Your assignment » Set down the records that follow exactly, every line of them.

Exercise inputs »
----

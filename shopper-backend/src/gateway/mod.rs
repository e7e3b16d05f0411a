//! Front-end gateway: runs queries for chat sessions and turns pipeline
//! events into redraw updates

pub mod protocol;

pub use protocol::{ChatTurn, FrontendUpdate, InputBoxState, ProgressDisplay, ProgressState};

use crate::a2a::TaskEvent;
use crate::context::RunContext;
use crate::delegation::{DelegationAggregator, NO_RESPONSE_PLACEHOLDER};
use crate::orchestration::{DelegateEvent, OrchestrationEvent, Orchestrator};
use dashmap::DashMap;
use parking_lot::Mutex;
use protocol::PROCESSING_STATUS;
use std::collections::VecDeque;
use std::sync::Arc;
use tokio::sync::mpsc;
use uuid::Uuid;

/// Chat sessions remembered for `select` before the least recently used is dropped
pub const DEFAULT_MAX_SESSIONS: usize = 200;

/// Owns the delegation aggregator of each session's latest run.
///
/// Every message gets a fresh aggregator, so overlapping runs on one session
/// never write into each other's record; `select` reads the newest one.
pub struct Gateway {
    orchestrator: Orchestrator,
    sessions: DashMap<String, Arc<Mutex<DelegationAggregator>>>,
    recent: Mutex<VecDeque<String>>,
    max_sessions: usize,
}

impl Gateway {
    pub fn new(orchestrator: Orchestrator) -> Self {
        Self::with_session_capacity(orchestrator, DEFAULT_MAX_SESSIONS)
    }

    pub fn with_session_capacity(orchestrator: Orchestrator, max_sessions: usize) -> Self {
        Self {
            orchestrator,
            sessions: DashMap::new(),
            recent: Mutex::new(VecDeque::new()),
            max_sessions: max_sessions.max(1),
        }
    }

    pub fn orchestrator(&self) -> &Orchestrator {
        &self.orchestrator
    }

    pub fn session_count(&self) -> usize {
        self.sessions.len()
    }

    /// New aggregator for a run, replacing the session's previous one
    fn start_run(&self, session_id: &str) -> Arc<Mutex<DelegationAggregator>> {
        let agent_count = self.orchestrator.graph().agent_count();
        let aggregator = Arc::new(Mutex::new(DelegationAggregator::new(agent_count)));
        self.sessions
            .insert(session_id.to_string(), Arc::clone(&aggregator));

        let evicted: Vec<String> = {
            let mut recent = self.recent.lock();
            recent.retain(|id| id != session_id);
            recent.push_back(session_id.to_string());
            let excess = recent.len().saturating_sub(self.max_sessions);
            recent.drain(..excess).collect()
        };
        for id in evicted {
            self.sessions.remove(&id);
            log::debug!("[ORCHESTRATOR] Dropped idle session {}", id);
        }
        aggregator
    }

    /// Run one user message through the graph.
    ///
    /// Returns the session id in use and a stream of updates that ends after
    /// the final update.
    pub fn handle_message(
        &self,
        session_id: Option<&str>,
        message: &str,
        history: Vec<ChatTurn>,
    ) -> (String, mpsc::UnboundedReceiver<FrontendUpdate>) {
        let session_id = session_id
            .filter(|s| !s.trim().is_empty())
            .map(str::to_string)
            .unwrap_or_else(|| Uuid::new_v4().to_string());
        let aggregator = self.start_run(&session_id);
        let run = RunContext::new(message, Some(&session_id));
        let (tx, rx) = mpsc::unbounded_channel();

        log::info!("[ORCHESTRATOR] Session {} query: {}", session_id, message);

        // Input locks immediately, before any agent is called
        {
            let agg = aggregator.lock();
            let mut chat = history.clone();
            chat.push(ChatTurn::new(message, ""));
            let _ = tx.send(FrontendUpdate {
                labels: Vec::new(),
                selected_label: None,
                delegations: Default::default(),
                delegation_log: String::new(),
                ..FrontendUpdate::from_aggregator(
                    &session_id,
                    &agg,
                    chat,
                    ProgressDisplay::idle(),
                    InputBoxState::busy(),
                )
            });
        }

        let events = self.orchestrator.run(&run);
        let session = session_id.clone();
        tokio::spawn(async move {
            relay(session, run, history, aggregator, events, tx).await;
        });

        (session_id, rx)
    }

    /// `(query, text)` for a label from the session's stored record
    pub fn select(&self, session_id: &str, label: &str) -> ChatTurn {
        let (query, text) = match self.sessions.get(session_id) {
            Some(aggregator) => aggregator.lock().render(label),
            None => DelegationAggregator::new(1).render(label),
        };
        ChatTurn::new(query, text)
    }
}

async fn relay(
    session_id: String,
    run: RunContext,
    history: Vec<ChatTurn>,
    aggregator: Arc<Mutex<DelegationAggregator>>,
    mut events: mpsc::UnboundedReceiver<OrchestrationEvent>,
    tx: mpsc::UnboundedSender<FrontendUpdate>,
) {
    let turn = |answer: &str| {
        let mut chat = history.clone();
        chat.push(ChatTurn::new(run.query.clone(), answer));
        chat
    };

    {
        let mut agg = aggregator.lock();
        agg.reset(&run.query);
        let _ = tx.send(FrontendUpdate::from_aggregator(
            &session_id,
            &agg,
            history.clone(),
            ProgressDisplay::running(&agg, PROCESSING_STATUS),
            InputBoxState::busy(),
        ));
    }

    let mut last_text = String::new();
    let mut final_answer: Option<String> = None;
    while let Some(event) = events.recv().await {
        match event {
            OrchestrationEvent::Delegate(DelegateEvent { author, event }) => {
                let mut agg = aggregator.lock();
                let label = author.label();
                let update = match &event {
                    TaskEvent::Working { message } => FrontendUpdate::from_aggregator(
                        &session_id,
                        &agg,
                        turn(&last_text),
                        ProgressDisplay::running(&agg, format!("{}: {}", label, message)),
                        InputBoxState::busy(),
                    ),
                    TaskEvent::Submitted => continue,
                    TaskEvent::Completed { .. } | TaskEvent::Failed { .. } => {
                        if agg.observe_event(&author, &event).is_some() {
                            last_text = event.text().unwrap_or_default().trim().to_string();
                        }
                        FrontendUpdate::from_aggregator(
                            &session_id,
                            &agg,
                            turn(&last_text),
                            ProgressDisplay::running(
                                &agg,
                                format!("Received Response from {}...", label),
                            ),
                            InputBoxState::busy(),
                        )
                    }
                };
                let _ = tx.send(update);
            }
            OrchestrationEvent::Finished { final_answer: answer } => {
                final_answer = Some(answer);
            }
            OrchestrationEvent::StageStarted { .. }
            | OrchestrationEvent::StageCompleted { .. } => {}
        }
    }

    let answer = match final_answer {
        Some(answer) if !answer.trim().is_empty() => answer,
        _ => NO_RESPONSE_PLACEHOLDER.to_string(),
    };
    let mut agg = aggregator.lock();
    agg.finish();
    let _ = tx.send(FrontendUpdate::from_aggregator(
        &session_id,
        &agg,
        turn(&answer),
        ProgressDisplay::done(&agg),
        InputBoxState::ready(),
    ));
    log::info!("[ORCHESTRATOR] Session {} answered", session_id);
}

----

Finished exercise »
filename shopper-backend/src/gateway/mod.rs
repository e7e3b16d05f0411a
//! Front-end gateway: runs queries for chat sessions and turns pipeline
//! events into redraw updates

pub mod protocol;

pub use protocol::{ChatTurn, FrontendUpdate, InputBoxState, ProgressDisplay, ProgressState};

use crate::a2a::TaskEvent;
use crate::context::RunContext;
use crate::delegation::{DelegationAggregator, NO_RESPONSE_PLACEHOLDER};
use crate::orchestration::{DelegateEvent, OrchestrationEvent, Orchestrator};
use dashmap::DashMap;
use parking_lot::Mutex;
use protocol::PROCESSING_STATUS;
use std::collections::VecDeque;
use std::sync::Arc;
use tokio::sync::mpsc;
use uuid::Uuid;

/// Chat sessions remembered for `select` before the least recently used is dropped
pub const DEFAULT_MAX_SESSIONS: usize = 200;

/// Owns the delegation aggregator of each session's latest run.
///
/// Every message gets a fresh aggregator, so overlapping runs on one session
/// never write into each other's record; `select` reads the newest one.
pub struct Gateway {
    orchestrator: Orchestrator,
    sessions: DashMap<String, Arc<Mutex<DelegationAggregator>>>,
    recent: Mutex<VecDeque<String>>,
    max_sessions: usize,
}

impl Gateway {
    pub fn new(orchestrator: Orchestrator) -> Self {
        Self::with_session_capacity(orchestrator, DEFAULT_MAX_SESSIONS)
    }

    pub fn with_session_capacity(orchestrator: Orchestrator, max_sessions: usize) -> Self {
        Self {
            orchestrator,
            sessions: DashMap::new(),
            recent: Mutex::new(VecDeque::new()),
            max_sessions: max_sessions.max(1),
        }
    }

    pub fn orchestrator(&self) -> &Orchestrator {
        &self.orchestrator
    }

    pub fn session_count(&self) -> usize {
        self.sessions.len()
    }

    /// New aggregator for a run, replacing the session's previous one
    fn start_run(&self, session_id: &str) -> Arc<Mutex<DelegationAggregator>> {
        let agent_count = self.orchestrator.graph().agent_count();
        let aggregator = Arc::new(Mutex::new(DelegationAggregator::new(agent_count)));
        self.sessions
            .insert(session_id.to_string(), Arc::clone(&aggregator));

        let evicted: Vec<String> = {
            let mut recent = self.recent.lock();
            recent.retain(|id| id != session_id);
            recent.push_back(session_id.to_string());
            let excess = recent.len().saturating_sub(self.max_sessions);
            recent.drain(..excess).collect()
        };
        for id in evicted {
            self.sessions.remove(&id);
            log::debug!("[ORCHESTRATOR] Dropped idle session {}", id);
        }
        aggregator
    }

    /// Run one user message through the graph.
    ///
    /// Returns the session id in use and a stream of updates that ends after
    /// the final update.
    pub fn handle_message(
        &self,
        session_id: Option<&str>,
        message: &str,
        history: Vec<ChatTurn>,
    ) -> (String, mpsc::UnboundedReceiver<FrontendUpdate>) {
        let session_id = session_id
            .filter(|s| !s.trim().is_empty())
            .map(str::to_string)
            .unwrap_or_else(|| Uuid::new_v4().to_string());
        let aggregator = self.start_run(&session_id);
        let run = RunContext::new(message, Some(&session_id));
        let (tx, rx) = mpsc::unbounded_channel();

        log::info!("[ORCHESTRATOR] Session {} query: {}", session_id, message);

        // Input locks immediately, before any agent is called
        {
            let agg = aggregator.lock();
            let mut chat = history.clone();
            chat.push(ChatTurn::new(message, ""));
            let _ = tx.send(FrontendUpdate {
                labels: Vec::new(),
                selected_label: None,
                delegations: Default::default(),
                delegation_log: String::new(),
                ..FrontendUpdate::from_aggregator(
                    &session_id,
                    &agg,
                    chat,
                    ProgressDisplay::idle(),
                    InputBoxState::busy(),
                )
            });
        }

        let events = self.orchestrator.run(&run);
        let session = session_id.clone();
        tokio::spawn(async move {
            relay(session, run, history, aggregator, events, tx).await;
        });

        (session_id, rx)
    }

    /// `(query, text)` for a label from the session's stored record
    pub fn select(&self, session_id: &str, label: &str) -> ChatTurn {
        let (query, text) = match self.sessions.get(session_id) {
            Some(aggregator) => aggregator.lock().render(label),
            None => DelegationAggregator::new(1).render(label),
        };
        ChatTurn::new(query, text)
    }
}

async fn relay(
    session_id: String,
    run: RunContext,
    history: Vec<ChatTurn>,
    aggregator: Arc<Mutex<DelegationAggregator>>,
    mut events: mpsc::UnboundedReceiver<OrchestrationEvent>,
    tx: mpsc::UnboundedSender<FrontendUpdate>,
) {
    let turn = |answer: &str| {
        let mut chat = history.clone();
        chat.push(ChatTurn::new(run.query.clone(), answer));
        chat
    };

    {
        let mut agg = aggregator.lock();
        agg.reset(&run.query);
        let _ = tx.send(FrontendUpdate::from_aggregator(
            &session_id,
            &agg,
            history.clone(),
            ProgressDisplay::running(&agg, PROCESSING_STATUS),
            InputBoxState::busy(),
        ));
    }

    let mut last_text = String::new();
    let mut final_answer: Option<String> = None;
    while let Some(event) = events.recv().await {
        match event {
            OrchestrationEvent::Delegate(DelegateEvent { author, event }) => {
                let mut agg = aggregator.lock();
                let label = author.label();
                let update = match &event {
                    TaskEvent::Working { message } => FrontendUpdate::from_aggregator(
                        &session_id,
                        &agg,
                        turn(&last_text),
                        ProgressDisplay::running(&agg, format!("{}: {}", label, message)),
                        InputBoxState::busy(),
                    ),
                    TaskEvent::Submitted => continue,
                    TaskEvent::Completed { .. } | TaskEvent::Failed { .. } => {
                        if agg.observe_event(&author, &event).is_some() {
                            last_text = event.text().unwrap_or_default().trim().to_string();
                        }
                        FrontendUpdate::from_aggregator(
                            &session_id,
                            &agg,
                            turn(&last_text),
                            ProgressDisplay::running(
                                &agg,
                                format!("Received Response from {}...", label),
                            ),
                            InputBoxState::busy(),
                        )
                    }
                };
                let _ = tx.send(update);
            }
            OrchestrationEvent::Finished { final_answer: answer } => {
                final_answer = Some(answer);
            }
            OrchestrationEvent::StageStarted { .. }
            | OrchestrationEvent::StageCompleted { .. } => {}
        }
    }

    let answer = match final_answer {
        Some(answer) if !answer.trim().is_empty() => answer,
        _ => NO_RESPONSE_PLACEHOLDER.to_string(),
    };
    let mut agg = aggregator.lock();
    agg.finish();
    let _ = tx.send(FrontendUpdate::from_aggregator(
        &session_id,
        &agg,
        turn(&answer),
        ProgressDisplay::done(&agg),
        InputBoxState::ready(),
    ));
    log::info!("[ORCHESTRATOR] Session {} answered", session_id);
}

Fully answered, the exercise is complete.